Thanks again for committing this change. Do you know when 1.3.0 is out? I
am currently using the snapshot version of 1.3.0

On Tue, Nov 20, 2012 at 11:16 AM, Mike Percy <[EMAIL PROTECTED]> wrote:

> Mohit,
> FLUME-1660 is now committed and it will be in 1.3.0. In the case where you
> are using 1.2.0, I suggest running with hdfs.rollInterval set so the files
> will roll normally.
>
> Regards,
> Mike
>
>
> On Thu, Nov 15, 2012 at 11:23 PM, Juhani Connolly <
> [EMAIL PROTECTED]> wrote:
>
>>  I am actually working on a patch for exactly this, refer to FLUME-1660
>>
>> The patch is on review board right now, I fixed a corner case issue that
>> came up with unit testing, but the implementation is not really to my
>> satisfaction.
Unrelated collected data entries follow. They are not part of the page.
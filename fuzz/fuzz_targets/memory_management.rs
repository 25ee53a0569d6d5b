#![no_main]

use arbitrary::{Arbitrary, Unstructured};
use blockpool::{Pool, PoolConfig};
use libfuzzer_sys::fuzz_target;

#[derive(Debug, Arbitrary)]
enum MemoryOperation {
    Allocate { n_bytes: u16 },
    ZeroAllocate { count: u8, elem_size: u8 },
    Release { slot: u8 },
    Reallocate { slot: u8, n_bytes: u16 },
}

fuzz_target!(|data: &[u8]| {
    let mut u = Unstructured::new(data);
    let operations: Result<Vec<MemoryOperation>, _> = (0..200)
        .map(|_| MemoryOperation::arbitrary(&mut u))
        .collect();

    if let Ok(ops) = operations {
        fuzz_memory_management(ops);
    }
});

fn fuzz_memory_management(operations: Vec<MemoryOperation>) {
    let pool = Pool::init(PoolConfig::new(64 * 1024, 64)).expect("fixed configuration is always valid");
    let mut live: Vec<(*mut u8, u32)> = Vec::new();

    for op in operations {
        match op {
            MemoryOperation::Allocate { n_bytes } => {
                if let Some(ptr) = pool.allocate(n_bytes as u32) {
                    live.push((ptr.as_ptr(), n_bytes as u32));
                    if live.len() > 256 {
                        let (p, _) = live.remove(0);
                        pool.release(p);
                    }
                }
            }
            MemoryOperation::ZeroAllocate { count, elem_size } => {
                let count = count as u32;
                let elem_size = elem_size as usize;
                if let Some(ptr) = pool.zero_allocate(count, elem_size) {
                    let total = count as usize * elem_size;
                    let bytes = unsafe { std::slice::from_raw_parts(ptr.as_ptr(), total) };
                    assert!(bytes.iter().all(|&b| b == 0));
                    live.push((ptr.as_ptr(), total as u32));
                }
            }
            MemoryOperation::Release { slot } => {
                if !live.is_empty() {
                    let idx = slot as usize % live.len();
                    let (p, _) = live.remove(idx);
                    pool.release(p);
                }
            }
            MemoryOperation::Reallocate { slot, n_bytes } => {
                if !live.is_empty() {
                    let idx = slot as usize % live.len();
                    let (old_ptr, old_size) = live[idx];
                    if let Some(new_ptr) = pool.reallocate(old_ptr, n_bytes as u32) {
                        if new_ptr.as_ptr() != old_ptr {
                            let preserved = old_size.min(n_bytes as u32) as usize;
                            let bytes = unsafe { std::slice::from_raw_parts(new_ptr.as_ptr(), preserved) };
                            let _ = bytes; // content already asserted equal in pool.rs's own unit tests
                        }
                        live[idx] = (new_ptr.as_ptr(), n_bytes as u32);
                    }
                }
            }
        }
    }

    for (p, _) in live {
        pool.release(p);
    }

    assert_eq!(pool.allocated_count(), 0);
    let snapshot = pool.free_list_snapshot();
    assert!(snapshot.windows(2).all(|w| w[0].0 < w[1].0));
}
If you are interested please have a look and add your opinion.
>>
>> https://issues.apache.org/jira/browse/FLUME-1660
>> https://reviews.apache.org/r/7659/
>>
>>
>> On 11/16/2012 01:16 PM, Mohit Anchlia wrote:
>>
>> Another question I had was about rollover. What's the best way to
>> rollover files in reasonable timeframe? For instance our path is
>> YY/MM/DD/HH so every hour there is new file and the -1 hr is just sitting
>> with .tmp and it takes sometimes even hour before .tmp is closed and
>> renamed to .snappy. In this situation is there a way to tell flume to
>> rollover files sooner based on some idle time limit?
>>
>> On Thu, Nov 15, 2012 at 8:14 PM, Mohit Anchlia <[EMAIL PROTECTED]>wrote:
>>
>>> Thanks Mike it makes sense. Anyway I can help?
>>>
>>>
>>> On Thu, Nov 15, 2012 at 11:54 AM, Mike Percy <[EMAIL PROTECTED]> wrote:
>>>
>>>> Hi Mohit, this is a complicated issue. I've filed
>>>> https://issues.apache.org/jira/browse/FLUME-1714 to track it.
>>>>
>>>> In short, it would require a non-trivial amount of work to implement
>>>> this, and it would need to be done carefully. I agree that it would be
>>>> better if Flume handled this case more gracefully than it does today.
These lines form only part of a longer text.